Health

7 Tips for Healthier Travel Days

If you have an upcoming trip you’re preparing for, consider these expert tips for how to stay your healthiest on travel days.

If you have a vacation on the horizon, you’re probably in the midst of planning your itinerary to ensure you have a safe and healthy trip. “Traveling often involves changes in time zones, sleep patterns, and diet, which can disrupt your body’s natural rhythms and lead to fatigue and jet lag,” explains Ashley Matejka, C.P.T., R.Y.T., certified health coach, yoga instructor and personal trainer. “It can also be physically demanding, especially if you are carrying heavy luggage or engaging in activities that require a lot of walking or physical exertion, as well as mentally and emotionally draining, since it often involves navigating unfamiliar environments and dealing with the stress of logistics and planning.”

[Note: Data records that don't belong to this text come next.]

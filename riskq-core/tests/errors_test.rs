use riskq_core::errors::*;

#[test]
fn store_not_found_carries_entity_and_id() {
    let err = StoreError::NotFound {
        entity: "risk_file",
        id: "rf-42".into(),
    };
    let msg = err.to_string();
    assert!(msg.contains("risk_file"));
    assert!(msg.contains("rf-42"));
    assert_eq!(err.error_code(), "NOT_FOUND");
}

#[test]
fn store_rejection_has_store_code() {
    let err = StoreError::Rejected {
        entity: "direct_analysis",
        id: "da-1".into(),
        reason: "read-only".into(),
    };
    assert_eq!(err.error_code(), "STORE_ERROR");
    assert!(err.notice().starts_with("[STORE_ERROR]"));
}

#[test]
fn record_unknown_field_carries_key() {
    let err = RecordError::UnknownField {
        entity: "validation",
        field: "bogus".into(),
    };
    assert!(err.to_string().contains("bogus"));
}

#[test]
fn worker_closed_has_dedicated_code() {
    assert_eq!(WorkerError::Closed.error_code(), "WORKER_CLOSED");
    let failed = WorkerError::ComputationFailed {
        risk_file_id: "rf-1".into(),
        reason: "panic".into(),
    };
    assert_eq!(failed.error_code(), "WORKER_ERROR");
}

#[test]
fn top_level_error_forwards_codes() {
    let err: RiskqError = StoreError::Unavailable {
        reason: "offline".into(),
    }
    .into();
    assert_eq!(err.error_code(), "STORE_ERROR");
    assert!(err.to_string().contains("offline"));

    let err: RiskqError = WizardError::StepNotInFlow {
        flow: "direct".into(),
        step: "attacks".into(),
    }
    .into();
    assert_eq!(err.error_code(), "WIZARD_ERROR");
}
use dashmap::DashMap;

use riskq_core::errors::StoreError;
use riskq_core::traits::Record;

/// One record collection, keyed by record id.
pub(crate) struct Table<R: Record> {
    rows: DashMap<String, R>,
}

impl<R: Record> Table<R> {
    pub(crate) fn new() -> Self {
        Self {
            rows: DashMap::new(),
        }
    }

    pub(crate) fn get(&self, id: &str) -> Result<R, StoreError> {
        self.rows
            .get(id)
            .map(|r| r.clone())
            .ok_or_else(|| not_found::<R>(id))
    }

    /// Rows matching `pred`, sorted by id so listings are stable.
    pub(crate) fn list_by(&self, pred: impl Fn(&R) -> bool) -> Vec<R> {
        let mut rows: Vec<R> = self
            .rows
            .iter()
            .filter(|r| pred(r.value()))
            .map(|r| r.value().clone())
            .collect();
        rows.sort_by(|a, b| a.id().cmp(b.id()));
        rows
    }

    pub(crate) fn upsert(&self, record: &R) {
        self.rows.insert(record.id().to_string(), record.clone());
    }

    /// Write one field in place. Unknown fields and invalid values are
    /// rejected and leave the row unchanged.
    pub(crate) fn update_field(
        &self,
        id: &str,
        field: &str,
        value: Option<String>,
    ) -> Result<(), StoreError> {
        let mut row = self.rows.get_mut(id).ok_or_else(|| not_found::<R>(id))?;
        row.set_field(field, value)
            .map_err(|err| StoreError::Rejected {
                entity: R::ENTITY,
                id: id.to_string(),
                reason: err.to_string(),
            })
    }

    pub(crate) fn delete(&self, id: &str) -> Result<(), StoreError> {
        self.rows
            .remove(id)
            .map(|_| ())
            .ok_or_else(|| not_found::<R>(id))
    }

    pub(crate) fn len(&self) -> usize {
        self.rows.len()
    }
}

pub(crate) fn not_found<R: Record>(id: &str) -> StoreError {
    StoreError::NotFound {
        entity: R::ENTITY,
        id: id.to_string(),
    }
}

Needless to say, we shouldn’t discount the toll that traveling can take on us. If you have an upcoming trip, consider these expert tips for how to stay your healthiest on travel days.

 

Choose your flight time wisely 

If possible, Lianna Nielsen, a London-based integrative nutrition health coach, recommends finding a flight time that is in line with your personal circadian rhythm. “If you aren’t a morning person or have a hard time staying up super late, booking an extremely early or a very late flight sets you up to arrive exhausted,” she says. “If you don’t have a free day to rest and get acclimated, set yourself up for success by finding flights that don’t disrupt your sleep cycle.”

 

Stay hydrated

These days, it’s unlikely that public transportation will offer you water free of cost. It’s a good idea to pack a water bottle with you so that you stay hydrated throughout your travel experience. In fact, Amrita Rose, Denver-based life and career coach and author of No Plaid Suits: how not to have a boring, normal life, recommends beginning the hydration process a couple of days before you leave. “If you live somewhere dry, as I do in Colorado, aim to drink 3-4 quarts of clean, fresh water a day for 3-5 days before you depart,” she says. “During your trip, do your best to drink at least 2 quarts of water.” Not a fan of the taste of plain water? She recommends tossing some lemon slices in a ziplock and adding a slice to your water every time you refill.

 

Take stretch breaks

Sitting for extended periods of time can leave you feeling stiff, achy and even contribute to lower back pain, warns Neilsen. For this reason, she recommends taking regular stretch breaks every hour or so. Rose agrees, noting that she looks for quiet rooms or chapels in airports and larger train stations. She also takes laps in the aisles of planes and adds in a few extra breaks at rest stops or town parks.

 

Pack healthy snacks

Rose recommends planning ahead when it comes to packing snacks so that you’re not left with only unhealthy options. “Bag up interesting fresh veggies like snap peas, carrots, celery, fennel, and jicama, exotic dried fruits like sour cherries or mango, and rice crackers or veggie crisps,” she says. “Stay away from anything sugary, made from grains of any kind, or salty, as they’ll leave you feeling less awake and alert and more sluggish upon arrival.”

 

Breathe fresh air

If you’re driving, Rose recommends opening up the windows or your car whenever possible, even in winter or summer, to get some fresh air. “The more fresh air you breathe, the better and more altered you’ll feel,” she says. Traveling by train, plane, or bus? She also recommends taking advantage of stations or rest stops to walk around as often as possible.

 

Skip out on the booze

Although it’s tempting to let loose on vacation, alcohol can be incredibly dehydrating. “Dehydration can lead to drier nasal passages making you more susceptible to catching airborne viruses,” warns Nielsen. “It can also lead to feelings of dizziness, confusion, and fatigue. So, ideally to stick with water on the flight to set yourself up for a great first day.”

 

Go with the flow

When you’re traveling, especially on public transportation, you’re prone to unexpected delays or cancellations that may leave you stressed out. Try your best to go into the experience with an open mind and fewer expectations, suggests Nielsen. “Remember you get to control (and sometimes it’s the only thing you can control) how you react in situations,” she says. “If you can choose to laugh it off or just be patient, you can actually mitigate the amount of stress you experience.”